### [Exercise instructions]
A single number is the answer: the count of lines below that contain "rhythm".

━━━ Data

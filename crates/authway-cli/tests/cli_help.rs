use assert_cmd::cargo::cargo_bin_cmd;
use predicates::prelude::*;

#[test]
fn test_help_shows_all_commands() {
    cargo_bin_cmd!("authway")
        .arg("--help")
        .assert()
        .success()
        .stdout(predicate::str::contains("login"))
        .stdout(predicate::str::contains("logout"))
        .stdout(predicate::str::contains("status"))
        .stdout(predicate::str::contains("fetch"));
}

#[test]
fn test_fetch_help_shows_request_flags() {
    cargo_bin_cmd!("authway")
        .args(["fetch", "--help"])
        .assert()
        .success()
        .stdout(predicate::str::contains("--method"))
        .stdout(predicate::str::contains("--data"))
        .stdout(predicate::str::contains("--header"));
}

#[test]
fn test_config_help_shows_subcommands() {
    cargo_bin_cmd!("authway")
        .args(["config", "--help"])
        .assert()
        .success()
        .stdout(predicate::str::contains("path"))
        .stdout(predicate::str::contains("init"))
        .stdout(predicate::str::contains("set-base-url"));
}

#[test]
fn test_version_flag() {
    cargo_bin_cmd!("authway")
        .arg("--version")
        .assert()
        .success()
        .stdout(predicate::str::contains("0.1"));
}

━━━━━━
━━━ Data

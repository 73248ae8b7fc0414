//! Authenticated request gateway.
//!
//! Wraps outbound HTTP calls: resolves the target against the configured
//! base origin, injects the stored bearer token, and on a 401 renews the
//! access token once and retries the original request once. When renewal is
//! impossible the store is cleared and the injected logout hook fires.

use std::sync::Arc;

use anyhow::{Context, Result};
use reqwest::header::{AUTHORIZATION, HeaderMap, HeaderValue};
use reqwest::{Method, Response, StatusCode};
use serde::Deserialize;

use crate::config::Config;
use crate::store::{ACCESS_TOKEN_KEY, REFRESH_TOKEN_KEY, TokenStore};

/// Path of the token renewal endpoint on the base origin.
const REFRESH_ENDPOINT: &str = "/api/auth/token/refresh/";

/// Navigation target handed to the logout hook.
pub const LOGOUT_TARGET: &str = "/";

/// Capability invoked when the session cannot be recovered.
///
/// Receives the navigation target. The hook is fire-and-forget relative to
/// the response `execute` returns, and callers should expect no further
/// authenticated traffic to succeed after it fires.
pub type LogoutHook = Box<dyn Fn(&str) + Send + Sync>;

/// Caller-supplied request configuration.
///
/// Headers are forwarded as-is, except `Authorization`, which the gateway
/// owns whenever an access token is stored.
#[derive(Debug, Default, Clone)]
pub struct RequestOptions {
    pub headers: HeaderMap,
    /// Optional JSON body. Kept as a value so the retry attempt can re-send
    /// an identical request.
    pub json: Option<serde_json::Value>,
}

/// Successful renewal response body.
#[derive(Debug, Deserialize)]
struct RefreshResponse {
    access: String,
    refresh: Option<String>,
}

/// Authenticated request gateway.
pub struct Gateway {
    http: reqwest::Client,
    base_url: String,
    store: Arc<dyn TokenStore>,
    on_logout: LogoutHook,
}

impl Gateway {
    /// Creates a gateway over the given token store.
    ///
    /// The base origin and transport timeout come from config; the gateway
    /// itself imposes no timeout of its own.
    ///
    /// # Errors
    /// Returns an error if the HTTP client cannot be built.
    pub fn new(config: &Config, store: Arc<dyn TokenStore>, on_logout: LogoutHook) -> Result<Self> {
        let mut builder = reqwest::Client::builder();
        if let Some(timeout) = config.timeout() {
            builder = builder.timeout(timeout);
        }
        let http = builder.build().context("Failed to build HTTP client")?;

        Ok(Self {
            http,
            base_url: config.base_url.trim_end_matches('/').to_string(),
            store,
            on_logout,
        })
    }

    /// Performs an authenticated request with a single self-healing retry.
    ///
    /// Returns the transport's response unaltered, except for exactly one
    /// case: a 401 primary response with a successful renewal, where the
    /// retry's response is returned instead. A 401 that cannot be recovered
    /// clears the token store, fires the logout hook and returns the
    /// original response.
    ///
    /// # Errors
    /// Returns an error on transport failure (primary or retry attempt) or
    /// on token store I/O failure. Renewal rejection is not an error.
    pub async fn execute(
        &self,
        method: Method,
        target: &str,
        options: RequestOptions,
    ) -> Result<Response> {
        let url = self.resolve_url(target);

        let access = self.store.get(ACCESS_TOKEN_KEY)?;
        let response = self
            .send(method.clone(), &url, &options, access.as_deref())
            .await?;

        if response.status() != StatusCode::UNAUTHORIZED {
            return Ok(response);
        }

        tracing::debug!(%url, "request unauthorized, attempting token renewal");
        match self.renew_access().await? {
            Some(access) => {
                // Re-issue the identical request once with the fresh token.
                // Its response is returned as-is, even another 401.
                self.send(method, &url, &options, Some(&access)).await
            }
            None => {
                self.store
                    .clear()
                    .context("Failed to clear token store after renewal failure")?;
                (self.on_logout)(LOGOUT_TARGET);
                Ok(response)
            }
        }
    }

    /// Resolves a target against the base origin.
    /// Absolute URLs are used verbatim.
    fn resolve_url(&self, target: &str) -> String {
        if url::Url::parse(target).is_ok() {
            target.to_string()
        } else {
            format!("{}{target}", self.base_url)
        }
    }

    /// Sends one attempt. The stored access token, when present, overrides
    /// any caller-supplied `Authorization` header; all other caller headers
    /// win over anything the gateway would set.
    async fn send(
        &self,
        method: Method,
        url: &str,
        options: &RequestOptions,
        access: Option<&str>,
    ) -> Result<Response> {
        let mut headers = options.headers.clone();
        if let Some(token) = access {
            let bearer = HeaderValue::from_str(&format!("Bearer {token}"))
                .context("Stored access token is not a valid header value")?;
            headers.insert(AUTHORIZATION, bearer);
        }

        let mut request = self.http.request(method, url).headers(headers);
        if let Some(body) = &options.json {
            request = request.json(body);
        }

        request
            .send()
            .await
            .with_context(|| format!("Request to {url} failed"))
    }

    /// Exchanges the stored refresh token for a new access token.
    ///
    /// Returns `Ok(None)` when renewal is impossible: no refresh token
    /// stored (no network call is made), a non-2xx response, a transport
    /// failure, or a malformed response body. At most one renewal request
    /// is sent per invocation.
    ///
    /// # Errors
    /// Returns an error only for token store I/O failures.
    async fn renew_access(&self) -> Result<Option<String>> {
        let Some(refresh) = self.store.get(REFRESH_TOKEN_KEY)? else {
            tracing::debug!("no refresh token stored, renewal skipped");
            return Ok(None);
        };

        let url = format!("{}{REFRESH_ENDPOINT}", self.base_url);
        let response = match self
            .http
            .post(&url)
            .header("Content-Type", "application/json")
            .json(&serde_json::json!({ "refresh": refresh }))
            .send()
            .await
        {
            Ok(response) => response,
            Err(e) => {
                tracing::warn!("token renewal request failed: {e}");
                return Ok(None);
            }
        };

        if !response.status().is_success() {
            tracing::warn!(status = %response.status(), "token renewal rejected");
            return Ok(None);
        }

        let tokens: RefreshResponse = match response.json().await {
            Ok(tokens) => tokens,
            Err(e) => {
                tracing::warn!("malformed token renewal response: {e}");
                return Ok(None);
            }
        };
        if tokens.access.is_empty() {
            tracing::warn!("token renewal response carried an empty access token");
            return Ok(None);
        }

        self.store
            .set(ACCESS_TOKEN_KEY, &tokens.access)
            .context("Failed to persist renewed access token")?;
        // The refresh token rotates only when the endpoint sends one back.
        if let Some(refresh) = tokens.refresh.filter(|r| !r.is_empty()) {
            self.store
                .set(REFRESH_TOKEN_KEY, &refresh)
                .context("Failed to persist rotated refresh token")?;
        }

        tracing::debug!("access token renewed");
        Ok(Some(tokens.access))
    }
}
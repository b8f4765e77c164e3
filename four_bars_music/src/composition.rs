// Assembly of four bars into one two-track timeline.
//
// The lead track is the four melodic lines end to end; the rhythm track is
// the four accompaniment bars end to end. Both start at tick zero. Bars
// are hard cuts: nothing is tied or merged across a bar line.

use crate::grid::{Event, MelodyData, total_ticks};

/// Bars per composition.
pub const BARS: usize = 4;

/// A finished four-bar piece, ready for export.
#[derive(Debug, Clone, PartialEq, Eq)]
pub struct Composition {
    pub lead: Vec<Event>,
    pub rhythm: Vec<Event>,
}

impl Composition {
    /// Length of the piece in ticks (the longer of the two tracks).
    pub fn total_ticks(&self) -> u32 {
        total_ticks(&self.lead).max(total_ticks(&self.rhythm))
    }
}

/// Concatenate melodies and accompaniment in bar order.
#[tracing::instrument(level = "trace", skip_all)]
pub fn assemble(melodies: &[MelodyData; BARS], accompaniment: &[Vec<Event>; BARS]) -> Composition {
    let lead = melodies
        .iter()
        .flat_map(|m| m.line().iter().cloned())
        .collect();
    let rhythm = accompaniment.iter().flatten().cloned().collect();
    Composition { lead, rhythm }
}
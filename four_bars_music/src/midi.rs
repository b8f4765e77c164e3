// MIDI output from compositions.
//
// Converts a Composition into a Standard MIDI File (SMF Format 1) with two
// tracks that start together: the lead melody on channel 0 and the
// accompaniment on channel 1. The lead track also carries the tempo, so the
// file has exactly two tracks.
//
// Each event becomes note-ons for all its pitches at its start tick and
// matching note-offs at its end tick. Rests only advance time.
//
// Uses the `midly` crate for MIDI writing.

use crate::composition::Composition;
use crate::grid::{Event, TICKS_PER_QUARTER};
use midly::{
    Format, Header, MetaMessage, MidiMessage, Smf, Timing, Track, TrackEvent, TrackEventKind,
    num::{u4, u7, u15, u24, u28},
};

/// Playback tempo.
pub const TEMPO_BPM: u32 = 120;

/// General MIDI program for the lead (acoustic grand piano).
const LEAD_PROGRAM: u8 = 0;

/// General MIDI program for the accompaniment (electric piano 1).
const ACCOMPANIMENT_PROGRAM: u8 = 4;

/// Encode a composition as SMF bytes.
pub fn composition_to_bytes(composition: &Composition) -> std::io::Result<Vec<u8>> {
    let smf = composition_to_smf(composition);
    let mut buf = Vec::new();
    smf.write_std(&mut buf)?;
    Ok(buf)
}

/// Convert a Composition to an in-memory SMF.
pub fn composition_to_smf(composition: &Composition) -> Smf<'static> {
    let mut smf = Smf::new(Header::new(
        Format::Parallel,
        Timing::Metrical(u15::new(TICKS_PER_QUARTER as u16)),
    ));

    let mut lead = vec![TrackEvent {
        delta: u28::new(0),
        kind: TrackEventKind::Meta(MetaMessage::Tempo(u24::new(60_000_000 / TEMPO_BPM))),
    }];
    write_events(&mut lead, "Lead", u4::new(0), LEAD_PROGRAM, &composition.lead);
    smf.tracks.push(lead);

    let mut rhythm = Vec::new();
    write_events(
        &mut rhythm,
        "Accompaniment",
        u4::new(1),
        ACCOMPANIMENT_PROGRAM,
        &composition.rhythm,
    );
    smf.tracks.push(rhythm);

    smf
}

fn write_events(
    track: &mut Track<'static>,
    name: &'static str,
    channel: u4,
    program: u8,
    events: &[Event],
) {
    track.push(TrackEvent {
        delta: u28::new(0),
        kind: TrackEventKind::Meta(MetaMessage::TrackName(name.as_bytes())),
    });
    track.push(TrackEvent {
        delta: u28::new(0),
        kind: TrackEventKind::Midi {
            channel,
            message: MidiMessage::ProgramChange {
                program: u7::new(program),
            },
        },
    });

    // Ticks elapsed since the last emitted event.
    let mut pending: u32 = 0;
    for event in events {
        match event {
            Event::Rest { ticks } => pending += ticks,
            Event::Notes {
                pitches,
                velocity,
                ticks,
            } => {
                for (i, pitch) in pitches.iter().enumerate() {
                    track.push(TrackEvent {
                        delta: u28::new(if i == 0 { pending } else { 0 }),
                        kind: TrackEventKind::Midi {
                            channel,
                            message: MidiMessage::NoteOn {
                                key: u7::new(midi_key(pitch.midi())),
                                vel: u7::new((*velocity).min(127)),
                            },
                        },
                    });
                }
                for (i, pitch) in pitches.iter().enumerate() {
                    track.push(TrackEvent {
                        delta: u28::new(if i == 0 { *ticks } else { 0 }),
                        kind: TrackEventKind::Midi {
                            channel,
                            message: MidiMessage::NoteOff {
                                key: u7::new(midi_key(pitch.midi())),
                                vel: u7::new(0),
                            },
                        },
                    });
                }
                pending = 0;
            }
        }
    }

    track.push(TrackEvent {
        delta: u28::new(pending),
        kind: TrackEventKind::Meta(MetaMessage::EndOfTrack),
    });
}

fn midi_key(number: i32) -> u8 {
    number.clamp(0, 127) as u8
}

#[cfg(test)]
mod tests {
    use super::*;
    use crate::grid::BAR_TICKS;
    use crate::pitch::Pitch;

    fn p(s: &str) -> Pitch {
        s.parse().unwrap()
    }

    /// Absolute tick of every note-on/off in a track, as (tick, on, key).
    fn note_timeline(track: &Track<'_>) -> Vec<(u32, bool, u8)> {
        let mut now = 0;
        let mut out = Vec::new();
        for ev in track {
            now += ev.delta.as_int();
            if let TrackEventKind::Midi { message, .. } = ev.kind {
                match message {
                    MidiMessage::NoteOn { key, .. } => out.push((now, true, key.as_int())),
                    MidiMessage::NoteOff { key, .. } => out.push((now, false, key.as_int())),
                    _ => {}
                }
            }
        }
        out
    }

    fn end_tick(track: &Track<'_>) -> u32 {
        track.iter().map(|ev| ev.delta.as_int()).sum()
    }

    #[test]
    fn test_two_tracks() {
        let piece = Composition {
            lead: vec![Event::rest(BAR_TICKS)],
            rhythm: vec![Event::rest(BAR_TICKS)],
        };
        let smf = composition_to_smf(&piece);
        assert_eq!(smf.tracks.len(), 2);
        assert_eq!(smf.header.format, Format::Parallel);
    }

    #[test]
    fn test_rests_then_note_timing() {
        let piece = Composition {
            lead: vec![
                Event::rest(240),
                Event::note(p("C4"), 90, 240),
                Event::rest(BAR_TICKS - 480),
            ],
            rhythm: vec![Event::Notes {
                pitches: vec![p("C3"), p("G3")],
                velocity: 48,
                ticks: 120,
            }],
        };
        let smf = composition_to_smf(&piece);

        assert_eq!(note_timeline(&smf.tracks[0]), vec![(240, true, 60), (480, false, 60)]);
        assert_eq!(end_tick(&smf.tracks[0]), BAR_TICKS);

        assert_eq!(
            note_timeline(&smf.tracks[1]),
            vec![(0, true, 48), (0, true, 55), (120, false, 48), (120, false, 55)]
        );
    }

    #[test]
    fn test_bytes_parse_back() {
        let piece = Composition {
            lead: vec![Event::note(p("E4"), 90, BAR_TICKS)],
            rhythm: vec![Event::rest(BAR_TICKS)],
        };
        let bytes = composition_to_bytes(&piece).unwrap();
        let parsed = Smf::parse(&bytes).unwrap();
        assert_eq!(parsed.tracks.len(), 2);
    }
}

━━━━━━

### [Solution to the problem]
12